The elimination period of a long-term disability policy can be set to coordinate with the end of a short-term benefit period. A six-month short-term disability benefit period paired with a 180-day long-term disability elimination period creates seamless sequential protection — short-term benefits run through month six, long-term benefits begin at month seven. This coordination requires that both policies be in place before any disability occurs and requires consistent application of the definitions and documentation standards of both policies during a claim. Our resource on long-term disability insurance covers how to structure the LTD layer, and our how much does disability insurance cost guide covers how the combined premium of both layers relates to the income risk being protected. For applicants who want to evaluate whether the combined investment is appropriate for their situation, our is disability insurance expensive resource provides that cost context directly.

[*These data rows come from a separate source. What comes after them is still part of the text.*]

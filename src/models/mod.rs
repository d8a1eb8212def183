//! Data models for the pet shop

pub mod appointment;
pub mod catalog;
pub mod enums;
pub mod user;

// Re-export commonly used types
pub use appointment::{Appointment, AppointmentPatch, DayCareOptions, DayCarePlan, NewAppointment, SlotKey};
pub use catalog::{Catalog, DayCareOption, GroomingService};
pub use enums::{AppointmentStatus, DayCareType, PetType, ResolvedStatus};
pub use user::{MemberRef, Role, UserClaims};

Common Mistakes When Buying Short-Term Disability Online
The online buying process reduces friction — which is mostly a benefit, but occasionally produces decisions made too quickly without adequate deliberation. The most consequential mistakes are those that result in a policy that doesn’t protect what it was supposed to protect when a claim actually occurs. Understanding these patterns in advance makes them avoidable.
Choosing the lowest premium without understanding what was sacrificed is the most common mistake. The premium adjusts with every design choice — a longer elimination period, a lower benefit amount, and a shorter benefit period each reduce premium independently. A combination of all three produces a very low premium for a policy that may provide minimal actual protection. A seven-day elimination period for an applicant who has sufficient sick leave to cover the first two weeks is paying for a feature they won’t need. A benefit amount that covers only half of essential obligations means the household is still scrambling financially even with benefits in payment. A three-month benefit period for a disability that lasts five months means two months of zero income regardless of having bought a policy. The goal is not the cheapest policy — it is the most cost-effective protection for the realistic risk.

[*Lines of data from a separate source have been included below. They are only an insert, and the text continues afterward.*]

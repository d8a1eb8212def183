//! Business logic services

pub mod appointments;
pub mod board;
pub mod catalog;
pub mod pricing;
pub mod reconciler;
pub mod status;

use std::sync::Arc;

use crate::{clock::Clock, repository::Repository};

/// Container for all services
#[derive(Clone)]
pub struct Services {
    pub catalog: catalog::CatalogService,
    pub appointments: appointments::AppointmentsService,
    pub reconciler: reconciler::Reconciler,
}

impl Services {
    /// Create all services over the given repository
    pub fn new(repository: Repository, clock: Arc<dyn Clock>) -> Self {
        let appointment_store = Arc::new(repository.appointments.clone());
        let catalog = catalog::CatalogService::new(Arc::new(repository.catalog.clone()));
        let board = board::AppointmentBoard::new();

        Self {
            appointments: appointments::AppointmentsService::new(
                appointment_store.clone(),
                catalog.clone(),
                board.clone(),
                clock.clone(),
            ),
            reconciler: reconciler::Reconciler::new(appointment_store, board, clock),
            catalog,
        }
    }
}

Inaccurate health disclosure is both a legal violation and a practical claim risk. Short-term disability policies have pre-existing condition provisions that define how recently disclosed conditions interact with coverage. Disclosing honestly allows the underwriter to apply the correct terms — which may include an exclusion or a limited benefit period for specific conditions, but which is far better than a claim denial after premiums have been paid. An applicant who fails to disclose a back condition and then files a claim for back surgery is creating a situation where the claim will be investigated, the prior condition will be identified, and the claim may be denied as a pre-existing condition exclusion applies to an undisclosed history. Accurate disclosure produces a policy that works as expected. Inaccurate disclosure produces a policy that fails at the worst moment.
Failing to read the policy document after purchase is a near-universal mistake that occasionally has significant consequences. The policy document confirms all specifications — benefit amount, elimination period, benefit period, covered conditions, exclusions, and claim procedures. If there is any discrepancy between what you selected during the application and what the policy document states, identifying it immediately allows for straightforward correction. Understanding how to file a claim before you need to — what documentation is required, what physician certification language the carrier needs, how to contact the claims department — means the claim process runs smoothly if an event occurs.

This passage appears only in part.